▼▼▼

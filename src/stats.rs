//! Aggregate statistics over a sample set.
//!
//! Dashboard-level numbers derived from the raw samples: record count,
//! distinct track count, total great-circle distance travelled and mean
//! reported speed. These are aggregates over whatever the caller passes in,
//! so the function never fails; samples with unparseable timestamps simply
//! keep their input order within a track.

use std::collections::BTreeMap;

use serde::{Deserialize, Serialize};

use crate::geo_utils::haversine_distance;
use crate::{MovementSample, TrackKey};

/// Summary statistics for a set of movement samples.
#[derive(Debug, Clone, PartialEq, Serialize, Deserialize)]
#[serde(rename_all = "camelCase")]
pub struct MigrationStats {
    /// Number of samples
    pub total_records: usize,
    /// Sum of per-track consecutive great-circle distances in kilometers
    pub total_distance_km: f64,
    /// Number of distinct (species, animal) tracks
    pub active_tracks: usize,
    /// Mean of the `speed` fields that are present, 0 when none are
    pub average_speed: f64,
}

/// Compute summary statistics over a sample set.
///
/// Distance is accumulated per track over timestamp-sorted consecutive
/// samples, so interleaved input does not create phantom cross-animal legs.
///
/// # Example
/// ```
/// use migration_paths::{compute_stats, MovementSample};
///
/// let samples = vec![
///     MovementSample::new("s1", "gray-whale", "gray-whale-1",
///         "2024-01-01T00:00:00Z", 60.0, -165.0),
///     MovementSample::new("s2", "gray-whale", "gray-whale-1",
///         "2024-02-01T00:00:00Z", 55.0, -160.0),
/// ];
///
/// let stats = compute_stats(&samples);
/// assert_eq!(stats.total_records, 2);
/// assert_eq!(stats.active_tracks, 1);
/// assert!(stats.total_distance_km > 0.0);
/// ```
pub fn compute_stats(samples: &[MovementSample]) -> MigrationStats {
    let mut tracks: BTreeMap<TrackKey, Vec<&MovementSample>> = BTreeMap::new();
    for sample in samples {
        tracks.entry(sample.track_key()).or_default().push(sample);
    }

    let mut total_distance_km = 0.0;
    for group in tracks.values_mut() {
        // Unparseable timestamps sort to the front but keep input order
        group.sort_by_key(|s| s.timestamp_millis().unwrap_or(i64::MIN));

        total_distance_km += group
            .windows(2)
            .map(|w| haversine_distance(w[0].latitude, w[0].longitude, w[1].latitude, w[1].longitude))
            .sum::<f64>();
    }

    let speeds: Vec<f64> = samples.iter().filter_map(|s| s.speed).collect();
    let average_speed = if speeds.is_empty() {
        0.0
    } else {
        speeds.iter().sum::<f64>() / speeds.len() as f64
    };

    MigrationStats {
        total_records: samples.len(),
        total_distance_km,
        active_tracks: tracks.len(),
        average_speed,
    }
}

▲▲▲

* WHAT YOU WILL DO
For each line in the records that holds "MigrationStats", show that line as it stands.

* TASK OUTPUT
pub struct MigrationStats {
pub fn compute_stats(samples: &[MovementSample]) -> MigrationStats {
    MigrationStats {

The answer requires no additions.